The sesquicentennial of the Battle of Gettysburg has generated an array of new books and articles, but few will have the impact of this title by Gettysburg College professor Guelzo. By dusting off some old debates for new scrutiny, he reinvigorates the discussion of the Battle of Gettysburg, already the topic of many monographs over the decades. As the title suggests, Guelzo characterizes Lee's Pennsylvania campaign as a true invasion of the North, with the goal of ending the war. The subsequent campaign featured mistakes leading to lost opportunities as well as questionable command decisions by both respective commanders, Robert E. Lee and George G. Meade. Guelzo provides a suitable prelude and a postscript to the battle, as well as comprehensive (but not overwhelming) descriptions of the clashes between the two armies. In addition, he presents plenty of biographical information about each major participant mentioned in the book to facilitate understanding of the motivation for their actions, although his consistent use of political bias to explain Union command decisions is perhaps overdone. His research is impeccable, and the book contains a suitable number of maps and diagrams to complement the text. Summing Up: Essential. All levels/libraries. S. J. Ramold Eastern Michigan University


Kirkus
Copyright © Kirkus Reviews, used with permission.

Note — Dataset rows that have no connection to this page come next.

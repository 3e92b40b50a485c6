//! Entity identity and the stat-bearing capability.

use crate::stats::StatVector;

/// Unique identifier for a combat participant.
#[derive(Clone, Copy, Debug, Default, PartialEq, Eq, Hash, PartialOrd, Ord)]
#[cfg_attr(feature = "serde", derive(serde::Serialize, serde::Deserialize))]
pub struct EntityId(pub u32);

impl EntityId {
    /// Reserved identifier for the controllable player character.
    pub const PLAYER: Self = Self(0);

    /// Returns true if this entity represents the player.
    #[inline]
    pub const fn is_player(self) -> bool {
        self.0 == Self::PLAYER.0
    }
}

/// Capability interface for participants that may carry invested stats.
///
/// Synergies only ever activate for participants that invest stat points.
/// Monsters and other non-investing combatants implement this with
/// `stat_vector() == None` and are excluded from synergy evaluation (and
/// from the specials cache) up front, instead of being probed for stat
/// fields at runtime.
pub trait StatSource {
    /// Stable identity used to key cached synergy lookups.
    fn entity_id(&self) -> EntityId;

    /// The participant's invested stat vector, or `None` if this
    /// participant does not invest stat points.
    fn stat_vector(&self) -> Option<StatVector>;
}
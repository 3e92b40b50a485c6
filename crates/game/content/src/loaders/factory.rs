//! Content factory for building the catalog from a data directory.

use std::path::{Path, PathBuf};

use synergy_core::SynergyCatalog;

use crate::loaders::{LoadResult, SynergyLoader};

/// Content factory that loads synergy content from a data directory.
///
/// # Directory Structure
///
/// ```text
/// data_dir/
/// └── synergies.ron
/// ```
pub struct ContentFactory {
    data_dir: PathBuf,
}

impl ContentFactory {
    /// Creates a new content factory pointing to a data directory.
    ///
    /// # Arguments
    ///
    /// * `data_dir` - Path to the directory containing data files
    pub fn new(data_dir: impl Into<PathBuf>) -> Self {
        Self {
            data_dir: data_dir.into(),
        }
    }

    /// Load the synergy catalog from `synergies.ron`.
    pub fn load_synergies(&self) -> LoadResult<SynergyCatalog> {
        let path = self.data_dir.join("synergies.ron");
        SynergyLoader::load(&path)
    }

    /// Returns the data directory path.
    pub fn data_dir(&self) -> &Path {
        &self.data_dir
    }
}

#[cfg(test)]
mod tests {
    use super::*;

    #[test]
    fn test_factory_paths() {
        let factory = ContentFactory::new("/tmp/data");
        assert_eq!(factory.data_dir(), Path::new("/tmp/data"));
    }

    #[test]
    fn loads_synergies_from_well_known_name() {
        let dir = tempfile::tempdir().expect("tempdir");
        std::fs::write(
            dir.path().join("synergies.ron"),
            r#"SynergyTable(rows: [SynergyRow(name: "baseline")])"#,
        )
        .expect("write table");

        let factory = ContentFactory::new(dir.path());
        let catalog = factory.load_synergies().expect("catalog should load");
        assert_eq!(catalog.len(), 1);
    }
}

A stirring account of the "greatest and most violent collision the North American continent [has] ever seen," just in time for the 150th anniversary of the Battle of Gettysburg. Though the battle site was not inevitable, the actual battle was: The giant armies of North and South were destined to lumber into one another in a time when, as Guelzo (Fateful Lightning: A New History of the Civil War and Reconstruction, 2012, etc.) cites a Confederate officer as observing, they "knew no more about the topography of the country than they did about Central Africa." What is certain is that Robert E. Lee's arrival in Pennsylvania sent "Yankeedom," to quote another Confederate officer, "in a great fright." The Union had reason to be concerned, but, as Guelzo documents, their foe was scattered and divided, with rivalries and miscommunication--and perhaps even insubordination--keeping James Longstreet from attacking, J.E.B. Stuart from arriving on the battlefield in time, and the much-disliked George Pickett from enjoying a better fate than being cannon fodder. And what fodder: If there is a leitmotif in Guelzo's book, it is the image of brains being distributed on the grass and the shirts of fellow soldiers, of limbs disappearing and soldiers on both sides disintegrating in a scene of "muskets, swords, haversacks, human flesh and bones flying and dangling in the air or bouncing above the earth." The author ably, even vividly, captures the hell of the battlefield while constantly keeping the larger scope of Gettysburg in the reader's mind: It was, he argues, the one central struggle over one plank of the Civil War, namely the preservation of the Union, that nearly wholly excluded the other one, the abolition of slavery. Robust, memorable reading that will appeal to Civil War buffs, professional historians and general readers alike.]] Copyright Kirkus Reviews, used with permission.


Book list
From Booklist, Copyright © American Library Association. Used with permission.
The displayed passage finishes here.